§ **What you need to do**: Please repeat the records below exactly, from the first line through the line containing "backends implement to", and nothing more.
=== Begin Enclosure ===
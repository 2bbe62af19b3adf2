//! Query construction and filtering API for document stores.
//!
//! This module provides type-safe query construction with filtering, sorting, skipping,
//! limiting and field projection, plus a visitor trait that backends implement to
//! evaluate or translate filter expressions.
//!
//! # Query Building
//!
//! ```ignore
//! use personstore_core::query::{Query, Filter, SortDirection};
//!
//! let query = Query::builder()
//!     .filter(Filter::includes("favoriteFoods", "sushi"))
//!     .sort("name", SortDirection::Asc)
//!     .limit(2)
//!     .exclude(["age"])
//!     .build();
//! ```
//!
//! Backends apply the parts of a query in a fixed order: filter, sort, offset, limit,
//! projection. The order in which builder methods were called does not matter.
//!
//! # Filter Expression API
//!
//! The [`Filter`] struct provides static constructors for filter expressions:
//!
//! - Comparison: `eq`, `ne`, `gt`, `gte`, `lt`, `lte`
//! - String: `starts_with`, `ends_with`, `contains`, `not_contains`
//! - Existence: `exists`, `not_exists`
//! - Array: `includes`, `any_of`, `none_of`
//! - Logical: `and`, `or`

use bson::Bson;

use crate::error::DocumentStoreError;

/// Sort direction for query results.
#[derive(Debug, Clone, Copy, PartialEq, Eq)]
pub enum SortDirection {
    /// Ascending order (A to Z, 0 to 9, earliest to latest).
    Asc,
    /// Descending order (Z to A, 9 to 0, latest to earliest).
    Desc,
}

/// One sort key of a query.
#[derive(Debug, Clone, PartialEq)]
pub struct Sort {
    /// The field name to sort by.
    pub field: String,
    /// The sort direction.
    pub direction: SortDirection,
}

/// Fields removed from every document a query returns.
#[derive(Debug, Clone, Default, PartialEq)]
pub struct Projection {
    /// Names of the excluded top-level fields.
    pub exclude: Vec<String>,
}

impl Projection {
    /// Creates a projection excluding the given fields.
    pub fn exclude<I, S>(fields: I) -> Self
    where
        I: IntoIterator<Item = S>,
        S: Into<String>,
    {
        let mut projection = Projection::default();
        projection.extend(fields);
        projection
    }

    /// Adds fields to the excluded set, ignoring ones already present.
    pub fn extend<I, S>(&mut self, fields: I)
    where
        I: IntoIterator<Item = S>,
        S: Into<String>,
    {
        for field in fields {
            let field = field.into();
            if !self.exclude.contains(&field) {
                self.exclude.push(field);
            }
        }
    }

    /// Whether `field` is excluded.
    pub fn excludes(&self, field: &str) -> bool {
        self.exclude.iter().any(|f| f == field)
    }

    /// Removes the excluded fields from a BSON document in place.
    pub fn apply(&self, document: &mut Bson) {
        if let Some(doc) = document.as_document_mut() {
            for field in &self.exclude {
                doc.remove(field);
            }
        }
    }
}

/// Field comparison operators for filter expressions.
#[derive(Debug, Clone, PartialEq)]
pub enum FieldOp {
    /// Equal to (exact match).
    Eq,
    /// Not equal to.
    Ne,
    /// Greater than.
    Gt,
    /// Greater than or equal to.
    Gte,
    /// Less than.
    Lt,
    /// Less than or equal to.
    Lte,
    /// String field contains a substring, or array has an element equal to the value.
    Contains,
    /// Negation of [`FieldOp::Contains`].
    NotContains,
    /// String starts with value.
    StartsWith,
    /// String ends with value.
    EndsWith,
    /// Array has an element equal to the value.
    Includes,
    /// Field (or any array element) equals any of the values.
    AnyOf,
    /// Field (and every array element) equals none of the values.
    NoneOf,
}

/// A filter expression for querying documents.
///
/// # Example
///
/// ```ignore
/// use personstore_core::query::Filter;
///
/// let expr = Filter::and(vec![
///     Filter::eq("name", "Alice Johnson"),
///     Filter::gt("age", 18),
/// ]);
/// ```
#[derive(Debug, Clone, PartialEq)]
pub enum Expr {
    /// Logical AND of multiple expressions (all must match).
    And(Vec<Expr>),
    /// Logical OR of multiple expressions (any must match).
    Or(Vec<Expr>),
    /// Logical NOT of an expression (inverts the result).
    Not(Box<Expr>),
    /// Checks if a field exists or doesn't exist.
    Exists(String, bool),
    /// Field comparison expression.
    Field {
        /// The field name to compare.
        field: String,
        /// The comparison operator.
        op: FieldOp,
        /// The value to compare against.
        value: Bson,
    },
}

impl Expr {
    /// Creates a field comparison expression.
    pub fn field(field: String, op: FieldOp, value: Bson) -> Self {
        Expr::Field { field, op, value }
    }

    /// Combines this expression with another using logical AND.
    ///
    /// If this expression is already an AND, the other expression is appended
    /// to the list. Otherwise, a new AND expression is created.
    pub fn and(self, other: Expr) -> Self {
        match self {
            Expr::And(mut list) => {
                list.push(other);
                Expr::And(list)
            }
            _ => Expr::And(vec![self, other]),
        }
    }

    /// Combines this expression with another using logical OR.
    pub fn or(self, other: Expr) -> Self {
        match self {
            Expr::Or(mut list) => {
                list.push(other);
                Expr::Or(list)
            }
            _ => Expr::Or(vec![self, other]),
        }
    }

    /// Negates this expression (logical NOT).
    pub fn not(self) -> Self {
        Expr::Not(Box::new(self))
    }
}

/// A structured query for retrieving and filtering documents.
///
/// Use [`QueryBuilder`] for ergonomic construction.
#[derive(Debug, Clone, Default, PartialEq)]
pub struct Query {
    /// Optional filter expression to match documents.
    pub filter: Option<Expr>,
    /// Sort keys, most significant first. Empty means store-native order.
    pub sort: Vec<Sort>,
    /// Number of documents to skip after sorting.
    pub offset: Option<usize>,
    /// Maximum number of documents to return.
    pub limit: Option<usize>,
    /// Fields stripped from the returned documents.
    pub projection: Option<Projection>,
}

impl Query {
    /// Creates a new empty query with no filters or limits.
    pub fn new() -> Self {
        Query::default()
    }

    /// Creates a new query builder for fluent construction.
    pub fn builder() -> QueryBuilder {
        QueryBuilder::new()
    }

    /// A query matching `filter`, or everything when `None`.
    pub fn matching(filter: Option<Expr>) -> Self {
        Query { filter, ..Query::default() }
    }
}

/// Helper struct for constructing filter expressions.
///
/// All methods accept field names as `Into<String>` and values as `Into<Bson>`.
pub struct Filter;

impl Filter {
    /// Matches documents where the field equals the value.
    pub fn eq(field: impl Into<String>, value: impl Into<Bson>) -> Expr {
        Expr::field(field.into(), FieldOp::Eq, value.into())
    }

    /// Matches documents where the field does not equal the value.
    pub fn ne(field: impl Into<String>, value: impl Into<Bson>) -> Expr {
        Expr::field(field.into(), FieldOp::Ne, value.into())
    }

    /// Matches documents where the field is greater than the value.
    pub fn gt(field: impl Into<String>, value: impl Into<Bson>) -> Expr {
        Expr::field(field.into(), FieldOp::Gt, value.into())
    }

    /// Matches documents where the field is greater than or equal to the value.
    pub fn gte(field: impl Into<String>, value: impl Into<Bson>) -> Expr {
        Expr::field(field.into(), FieldOp::Gte, value.into())
    }

    /// Matches documents where the field is less than the value.
    pub fn lt(field: impl Into<String>, value: impl Into<Bson>) -> Expr {
        Expr::field(field.into(), FieldOp::Lt, value.into())
    }

    /// Matches documents where the field is less than or equal to the value.
    pub fn lte(field: impl Into<String>, value: impl Into<Bson>) -> Expr {
        Expr::field(field.into(), FieldOp::Lte, value.into())
    }

    /// Matches documents where the string field starts with the value.
    pub fn starts_with(field: impl Into<String>, value: impl Into<Bson>) -> Expr {
        Expr::field(field.into(), FieldOp::StartsWith, value.into())
    }

    /// Matches documents where the string field ends with the value.
    pub fn ends_with(field: impl Into<String>, value: impl Into<Bson>) -> Expr {
        Expr::field(field.into(), FieldOp::EndsWith, value.into())
    }

    /// Matches documents where the string field contains the value as a substring,
    /// or the array field contains it as an element.
    pub fn contains(field: impl Into<String>, value: impl Into<Bson>) -> Expr {
        Expr::field(field.into(), FieldOp::Contains, value.into())
    }

    /// Negation of [`Filter::contains`].
    pub fn not_contains(field: impl Into<String>, value: impl Into<Bson>) -> Expr {
        Expr::field(field.into(), FieldOp::NotContains, value.into())
    }

    /// Matches documents whose array field has an element equal to the value.
    pub fn includes(field: impl Into<String>, value: impl Into<Bson>) -> Expr {
        Expr::field(field.into(), FieldOp::Includes, value.into())
    }

    /// Matches documents where the field exists.
    pub fn exists(field: impl Into<String>) -> Expr {
        Expr::Exists(field.into(), true)
    }

    /// Matches documents where the field does not exist.
    pub fn not_exists(field: impl Into<String>) -> Expr {
        Expr::Exists(field.into(), false)
    }

    /// All expressions must match.
    pub fn and(exprs: impl IntoIterator<Item = Expr>) -> Expr {
        Expr::And(exprs.into_iter().collect())
    }

    /// Any expression may match.
    pub fn or(exprs: impl IntoIterator<Item = Expr>) -> Expr {
        Expr::Or(exprs.into_iter().collect())
    }

    /// Matches documents where the field, or any element of the array field,
    /// equals one of the values.
    pub fn any_of(field: impl Into<String>, values: impl IntoIterator<Item = impl Into<Bson>>) -> Expr {
        Expr::field(field.into(), FieldOp::AnyOf, Bson::Array(values.into_iter().map(Into::into).collect()))
    }

    /// Matches documents where neither the field nor any of its array elements
    /// equals one of the values.
    pub fn none_of(field: impl Into<String>, values: impl IntoIterator<Item = impl Into<Bson>>) -> Expr {
        Expr::field(field.into(), FieldOp::NoneOf, Bson::Array(values.into_iter().map(Into::into).collect()))
    }
}

#[derive(Debug, Clone, Default)]
pub struct QueryBuilder {
    query: Query,
}

impl QueryBuilder {
    /// Creates a new query builder.
    pub fn new() -> Self {
        QueryBuilder { query: Query::default() }
    }

    /// Adds a filter expression; repeated calls are combined with AND.
    pub fn filter(mut self, filter: Expr) -> Self {
        self.query.filter = Some(match self.query.filter.take() {
            Some(existing) => existing.and(filter),
            None => filter,
        });
        self
    }

    /// Sets the maximum number of documents to return.
    pub fn limit(mut self, limit: usize) -> Self {
        self.query.limit = Some(limit);
        self
    }

    /// Sets the number of documents to skip.
    pub fn offset(mut self, offset: usize) -> Self {
        self.query.offset = Some(offset);
        self
    }

    /// Adds a sort key; earlier keys take precedence.
    pub fn sort(mut self, field: impl Into<String>, direction: SortDirection) -> Self {
        self.query.sort.push(Sort { field: field.into(), direction });
        self
    }

    /// Excludes fields from the returned documents.
    pub fn exclude<I, S>(mut self, fields: I) -> Self
    where
        I: IntoIterator<Item = S>,
        S: Into<String>,
    {
        self.query
            .projection
            .get_or_insert_with(Projection::default)
            .extend(fields);
        self
    }

    /// Builds and returns the final query.
    pub fn build(self) -> Query {
        self.query
    }
}

pub trait QueryVisitor {
    type Output;
    type Error: Into<DocumentStoreError>;

    fn visit_and(&mut self, exprs: &[Expr]) -> Result<Self::Output, Self::Error>;
    fn visit_or(&mut self, exprs: &[Expr]) -> Result<Self::Output, Self::Error>;
    fn visit_not(&mut self, expr: &Expr) -> Result<Self::Output, Self::Error>;
    fn visit_exists(
        &mut self,
        field: &str,
        should_exist: bool,
    ) -> Result<Self::Output, Self::Error>;
    fn visit_field(
        &mut self,
        field: &str,
        op: &FieldOp,
        value: &Bson,
    ) -> Result<Self::Output, Self::Error>;

    fn visit_expr(&mut self, expr: &Expr) -> Result<Self::Output, Self::Error> {
        match expr {
            Expr::And(exprs) => self.visit_and(exprs),
            Expr::Or(exprs) => self.visit_or(exprs),
            Expr::Not(expr) => self.visit_not(expr),
            Expr::Exists(field, should_exist) => self.visit_exists(field, *should_exist),
            Expr::Field { field, op, value } => self.visit_field(field, op, value),
        }
    }
}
=== End Enclosure ===
§ **Finished exercise**:
repository 2bbe62af19b3adf2
//! Query construction and filtering API for document stores.
//!
//! This module provides type-safe query construction with filtering, sorting, skipping,
//! limiting and field projection, plus a visitor trait that backends implement to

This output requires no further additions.